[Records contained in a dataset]
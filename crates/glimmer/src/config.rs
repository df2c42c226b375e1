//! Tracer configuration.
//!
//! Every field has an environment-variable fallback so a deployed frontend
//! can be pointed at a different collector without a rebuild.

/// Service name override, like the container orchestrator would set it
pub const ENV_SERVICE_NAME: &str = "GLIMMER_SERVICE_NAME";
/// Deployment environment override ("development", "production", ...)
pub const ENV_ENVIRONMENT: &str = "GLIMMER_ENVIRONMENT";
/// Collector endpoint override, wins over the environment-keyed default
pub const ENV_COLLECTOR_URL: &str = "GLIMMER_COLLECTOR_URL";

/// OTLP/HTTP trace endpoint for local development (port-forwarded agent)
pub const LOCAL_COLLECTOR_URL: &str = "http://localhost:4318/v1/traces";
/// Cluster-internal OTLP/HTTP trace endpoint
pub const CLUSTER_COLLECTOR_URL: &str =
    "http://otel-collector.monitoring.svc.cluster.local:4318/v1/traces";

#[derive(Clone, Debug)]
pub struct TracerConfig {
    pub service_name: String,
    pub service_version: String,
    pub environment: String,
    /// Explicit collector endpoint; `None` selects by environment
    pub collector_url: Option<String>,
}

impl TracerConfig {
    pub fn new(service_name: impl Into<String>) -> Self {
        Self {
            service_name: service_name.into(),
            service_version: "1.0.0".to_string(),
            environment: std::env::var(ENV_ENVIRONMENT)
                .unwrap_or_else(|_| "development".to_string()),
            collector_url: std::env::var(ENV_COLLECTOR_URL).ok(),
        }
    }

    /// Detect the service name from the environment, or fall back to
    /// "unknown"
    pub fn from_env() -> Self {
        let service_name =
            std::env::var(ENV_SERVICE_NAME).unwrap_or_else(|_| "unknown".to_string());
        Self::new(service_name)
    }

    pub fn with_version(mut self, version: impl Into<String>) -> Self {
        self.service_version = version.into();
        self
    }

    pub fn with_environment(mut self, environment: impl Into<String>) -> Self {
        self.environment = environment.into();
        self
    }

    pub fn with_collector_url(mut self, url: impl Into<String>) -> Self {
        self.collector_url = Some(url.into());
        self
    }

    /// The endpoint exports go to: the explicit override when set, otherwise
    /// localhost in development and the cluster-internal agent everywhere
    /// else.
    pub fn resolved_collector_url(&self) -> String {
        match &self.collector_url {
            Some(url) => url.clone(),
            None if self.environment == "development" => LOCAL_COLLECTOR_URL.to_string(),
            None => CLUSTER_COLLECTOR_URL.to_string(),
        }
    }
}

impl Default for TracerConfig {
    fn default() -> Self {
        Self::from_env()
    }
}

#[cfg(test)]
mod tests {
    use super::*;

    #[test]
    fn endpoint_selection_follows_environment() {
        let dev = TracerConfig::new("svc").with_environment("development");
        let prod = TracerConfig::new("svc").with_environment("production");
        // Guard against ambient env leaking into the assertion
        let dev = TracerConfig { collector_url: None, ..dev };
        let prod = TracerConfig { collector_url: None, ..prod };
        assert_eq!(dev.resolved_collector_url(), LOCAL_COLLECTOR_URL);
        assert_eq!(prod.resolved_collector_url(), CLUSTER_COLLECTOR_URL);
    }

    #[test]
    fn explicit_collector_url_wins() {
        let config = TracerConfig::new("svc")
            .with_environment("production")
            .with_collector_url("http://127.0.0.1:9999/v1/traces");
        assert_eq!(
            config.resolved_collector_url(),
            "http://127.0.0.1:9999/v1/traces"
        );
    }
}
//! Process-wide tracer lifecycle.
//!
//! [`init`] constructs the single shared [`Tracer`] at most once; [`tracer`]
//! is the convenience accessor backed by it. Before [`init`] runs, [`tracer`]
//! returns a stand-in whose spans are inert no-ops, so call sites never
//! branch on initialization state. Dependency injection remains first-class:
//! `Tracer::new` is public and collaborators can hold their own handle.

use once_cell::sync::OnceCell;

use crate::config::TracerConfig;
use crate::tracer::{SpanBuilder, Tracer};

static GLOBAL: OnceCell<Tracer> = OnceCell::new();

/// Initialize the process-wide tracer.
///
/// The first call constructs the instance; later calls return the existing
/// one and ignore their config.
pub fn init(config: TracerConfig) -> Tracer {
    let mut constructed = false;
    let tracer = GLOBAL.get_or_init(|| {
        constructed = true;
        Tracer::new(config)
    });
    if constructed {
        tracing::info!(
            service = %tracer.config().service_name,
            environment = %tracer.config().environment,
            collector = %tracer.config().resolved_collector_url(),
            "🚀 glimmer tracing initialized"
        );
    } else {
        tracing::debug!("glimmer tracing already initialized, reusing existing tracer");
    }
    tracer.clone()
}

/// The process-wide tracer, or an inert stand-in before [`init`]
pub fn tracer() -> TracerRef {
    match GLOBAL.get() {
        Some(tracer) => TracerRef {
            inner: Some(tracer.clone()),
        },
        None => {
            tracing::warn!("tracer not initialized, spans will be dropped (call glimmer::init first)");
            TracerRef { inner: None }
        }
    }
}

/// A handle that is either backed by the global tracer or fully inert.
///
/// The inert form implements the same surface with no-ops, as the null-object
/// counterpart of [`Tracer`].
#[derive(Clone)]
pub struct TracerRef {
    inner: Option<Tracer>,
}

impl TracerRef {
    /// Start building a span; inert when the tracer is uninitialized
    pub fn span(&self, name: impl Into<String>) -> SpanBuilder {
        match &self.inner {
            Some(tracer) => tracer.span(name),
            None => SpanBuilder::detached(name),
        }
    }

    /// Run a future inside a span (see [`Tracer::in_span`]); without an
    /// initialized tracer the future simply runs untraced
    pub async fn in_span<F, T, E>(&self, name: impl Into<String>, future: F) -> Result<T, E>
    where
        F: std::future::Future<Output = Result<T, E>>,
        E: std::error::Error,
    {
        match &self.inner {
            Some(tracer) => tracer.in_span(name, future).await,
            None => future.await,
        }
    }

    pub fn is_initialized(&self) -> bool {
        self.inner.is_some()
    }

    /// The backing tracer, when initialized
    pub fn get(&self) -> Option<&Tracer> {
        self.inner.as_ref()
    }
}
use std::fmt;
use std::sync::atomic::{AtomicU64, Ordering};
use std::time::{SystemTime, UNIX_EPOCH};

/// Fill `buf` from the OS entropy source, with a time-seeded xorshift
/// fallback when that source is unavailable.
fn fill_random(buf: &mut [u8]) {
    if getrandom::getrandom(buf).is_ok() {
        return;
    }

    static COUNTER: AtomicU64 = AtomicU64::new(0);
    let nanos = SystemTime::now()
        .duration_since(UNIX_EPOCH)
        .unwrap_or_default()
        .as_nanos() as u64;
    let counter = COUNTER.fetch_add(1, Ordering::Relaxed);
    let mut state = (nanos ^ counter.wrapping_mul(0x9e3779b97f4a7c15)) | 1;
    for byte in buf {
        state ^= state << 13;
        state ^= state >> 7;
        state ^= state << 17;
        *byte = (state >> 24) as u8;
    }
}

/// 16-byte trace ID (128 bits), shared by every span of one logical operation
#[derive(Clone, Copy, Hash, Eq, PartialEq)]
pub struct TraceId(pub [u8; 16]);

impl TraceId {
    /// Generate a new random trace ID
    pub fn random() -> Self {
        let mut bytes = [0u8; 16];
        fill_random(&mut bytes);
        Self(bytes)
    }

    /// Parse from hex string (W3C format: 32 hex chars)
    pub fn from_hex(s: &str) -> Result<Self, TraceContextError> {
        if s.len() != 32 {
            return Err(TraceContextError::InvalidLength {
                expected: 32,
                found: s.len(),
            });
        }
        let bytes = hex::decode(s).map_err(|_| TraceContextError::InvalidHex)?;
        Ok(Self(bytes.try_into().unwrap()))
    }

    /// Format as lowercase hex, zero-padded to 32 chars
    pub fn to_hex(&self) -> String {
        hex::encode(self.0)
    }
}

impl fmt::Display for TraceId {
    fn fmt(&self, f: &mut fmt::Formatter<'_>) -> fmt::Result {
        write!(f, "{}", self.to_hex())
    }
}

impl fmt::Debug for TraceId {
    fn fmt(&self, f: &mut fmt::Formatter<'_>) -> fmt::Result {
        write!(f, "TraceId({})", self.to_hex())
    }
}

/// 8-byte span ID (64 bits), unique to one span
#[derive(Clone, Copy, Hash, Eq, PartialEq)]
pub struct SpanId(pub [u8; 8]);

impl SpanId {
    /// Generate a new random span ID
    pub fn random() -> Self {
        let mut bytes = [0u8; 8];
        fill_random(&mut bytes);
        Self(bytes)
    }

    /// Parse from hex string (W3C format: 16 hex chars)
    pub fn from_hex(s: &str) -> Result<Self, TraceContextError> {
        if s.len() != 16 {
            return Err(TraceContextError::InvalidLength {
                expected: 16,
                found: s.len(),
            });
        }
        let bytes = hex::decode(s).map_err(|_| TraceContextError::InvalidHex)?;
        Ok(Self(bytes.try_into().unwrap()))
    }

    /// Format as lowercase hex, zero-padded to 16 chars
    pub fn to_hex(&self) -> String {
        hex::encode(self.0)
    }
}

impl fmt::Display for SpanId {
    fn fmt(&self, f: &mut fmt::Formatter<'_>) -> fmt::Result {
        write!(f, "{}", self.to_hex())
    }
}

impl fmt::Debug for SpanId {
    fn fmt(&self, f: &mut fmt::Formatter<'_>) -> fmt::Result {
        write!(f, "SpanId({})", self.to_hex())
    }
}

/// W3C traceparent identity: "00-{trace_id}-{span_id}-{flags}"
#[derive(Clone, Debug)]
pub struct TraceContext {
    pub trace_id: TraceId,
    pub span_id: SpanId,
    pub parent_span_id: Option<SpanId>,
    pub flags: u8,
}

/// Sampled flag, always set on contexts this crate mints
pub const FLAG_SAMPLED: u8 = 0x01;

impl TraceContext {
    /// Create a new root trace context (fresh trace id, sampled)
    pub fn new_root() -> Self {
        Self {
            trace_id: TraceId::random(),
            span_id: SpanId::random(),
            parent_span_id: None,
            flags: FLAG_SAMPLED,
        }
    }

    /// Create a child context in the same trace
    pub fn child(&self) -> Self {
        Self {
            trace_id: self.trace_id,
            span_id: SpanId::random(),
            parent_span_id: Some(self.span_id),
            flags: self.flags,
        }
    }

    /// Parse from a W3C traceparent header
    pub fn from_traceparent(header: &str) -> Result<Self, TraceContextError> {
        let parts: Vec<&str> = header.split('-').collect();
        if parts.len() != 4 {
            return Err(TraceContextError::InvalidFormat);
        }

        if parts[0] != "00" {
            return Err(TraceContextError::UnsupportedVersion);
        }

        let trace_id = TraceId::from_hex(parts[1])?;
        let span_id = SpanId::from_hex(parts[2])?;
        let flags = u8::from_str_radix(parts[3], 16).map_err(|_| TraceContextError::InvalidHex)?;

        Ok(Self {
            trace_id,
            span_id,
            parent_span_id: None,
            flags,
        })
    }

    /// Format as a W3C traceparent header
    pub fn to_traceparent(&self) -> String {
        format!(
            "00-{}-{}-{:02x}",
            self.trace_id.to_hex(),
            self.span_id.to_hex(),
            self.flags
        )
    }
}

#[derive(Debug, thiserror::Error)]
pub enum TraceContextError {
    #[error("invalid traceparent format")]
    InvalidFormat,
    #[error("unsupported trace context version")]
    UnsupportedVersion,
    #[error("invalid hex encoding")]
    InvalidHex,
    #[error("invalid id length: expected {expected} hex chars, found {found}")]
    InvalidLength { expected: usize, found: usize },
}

--

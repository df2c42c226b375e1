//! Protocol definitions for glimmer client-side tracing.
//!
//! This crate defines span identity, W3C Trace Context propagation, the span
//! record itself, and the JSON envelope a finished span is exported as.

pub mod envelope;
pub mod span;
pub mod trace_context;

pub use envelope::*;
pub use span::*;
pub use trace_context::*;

==

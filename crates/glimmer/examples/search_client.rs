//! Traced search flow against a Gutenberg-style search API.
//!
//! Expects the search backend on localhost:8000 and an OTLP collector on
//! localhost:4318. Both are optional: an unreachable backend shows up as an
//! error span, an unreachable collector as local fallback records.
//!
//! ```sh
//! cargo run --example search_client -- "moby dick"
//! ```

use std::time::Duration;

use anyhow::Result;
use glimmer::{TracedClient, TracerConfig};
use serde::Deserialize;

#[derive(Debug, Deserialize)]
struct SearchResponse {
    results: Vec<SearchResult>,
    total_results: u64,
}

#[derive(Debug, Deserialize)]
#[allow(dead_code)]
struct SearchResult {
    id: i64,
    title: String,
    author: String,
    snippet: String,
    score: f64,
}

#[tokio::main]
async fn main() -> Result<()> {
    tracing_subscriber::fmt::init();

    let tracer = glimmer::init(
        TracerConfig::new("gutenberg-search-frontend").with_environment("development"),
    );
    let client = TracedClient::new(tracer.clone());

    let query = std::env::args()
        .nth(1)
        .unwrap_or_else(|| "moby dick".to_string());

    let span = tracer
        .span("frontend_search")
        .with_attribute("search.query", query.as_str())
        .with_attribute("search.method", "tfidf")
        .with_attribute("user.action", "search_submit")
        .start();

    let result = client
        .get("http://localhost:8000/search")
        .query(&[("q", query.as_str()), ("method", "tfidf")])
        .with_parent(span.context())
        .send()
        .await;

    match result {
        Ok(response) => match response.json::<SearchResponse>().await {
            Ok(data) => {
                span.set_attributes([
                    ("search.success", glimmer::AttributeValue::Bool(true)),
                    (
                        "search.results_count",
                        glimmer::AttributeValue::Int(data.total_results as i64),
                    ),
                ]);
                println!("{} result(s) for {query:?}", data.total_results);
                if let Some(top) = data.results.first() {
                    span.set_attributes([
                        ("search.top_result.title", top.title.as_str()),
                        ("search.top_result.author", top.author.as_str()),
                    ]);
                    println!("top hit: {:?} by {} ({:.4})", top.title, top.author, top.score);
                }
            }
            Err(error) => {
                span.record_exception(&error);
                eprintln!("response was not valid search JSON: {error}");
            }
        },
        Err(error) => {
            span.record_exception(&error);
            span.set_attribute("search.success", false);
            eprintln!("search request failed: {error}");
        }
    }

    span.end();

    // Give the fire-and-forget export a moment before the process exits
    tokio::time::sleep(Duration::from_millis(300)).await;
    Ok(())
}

:: Exercise details ::
Look through the data above and return exactly the lines from the one that contains "filename crates/glimmer/src/config.rs" to the one that contains "pub fn with_environment(mut", inclusive, with nothing else.

:: Task output ::
filename crates/glimmer/src/config.rs
repository df2c42c226b375e1
//! Tracer configuration.
//!
//! Every field has an environment-variable fallback so a deployed frontend
//! can be pointed at a different collector without a rebuild.

/// Service name override, like the container orchestrator would set it
pub const ENV_SERVICE_NAME: &str = "GLIMMER_SERVICE_NAME";
/// Deployment environment override ("development", "production", ...)
pub const ENV_ENVIRONMENT: &str = "GLIMMER_ENVIRONMENT";
/// Collector endpoint override, wins over the environment-keyed default
pub const ENV_COLLECTOR_URL: &str = "GLIMMER_COLLECTOR_URL";

/// OTLP/HTTP trace endpoint for local development (port-forwarded agent)
pub const LOCAL_COLLECTOR_URL: &str = "http://localhost:4318/v1/traces";
/// Cluster-internal OTLP/HTTP trace endpoint
pub const CLUSTER_COLLECTOR_URL: &str =
    "http://otel-collector.monitoring.svc.cluster.local:4318/v1/traces";

#[derive(Clone, Debug)]
pub struct TracerConfig {
    pub service_name: String,
    pub service_version: String,
    pub environment: String,
    /// Explicit collector endpoint; `None` selects by environment
    pub collector_url: Option<String>,
}

impl TracerConfig {
    pub fn new(service_name: impl Into<String>) -> Self {
        Self {
            service_name: service_name.into(),
            service_version: "1.0.0".to_string(),
            environment: std::env::var(ENV_ENVIRONMENT)
                .unwrap_or_else(|_| "development".to_string()),
            collector_url: std::env::var(ENV_COLLECTOR_URL).ok(),
        }
    }

    /// Detect the service name from the environment, or fall back to
    /// "unknown"
    pub fn from_env() -> Self {
        let service_name =
            std::env::var(ENV_SERVICE_NAME).unwrap_or_else(|_| "unknown".to_string());
        Self::new(service_name)
    }

    pub fn with_version(mut self, version: impl Into<String>) -> Self {
        self.service_version = version.into();
        self
    }

    pub fn with_environment(mut self, environment: impl Into<String>) -> Self {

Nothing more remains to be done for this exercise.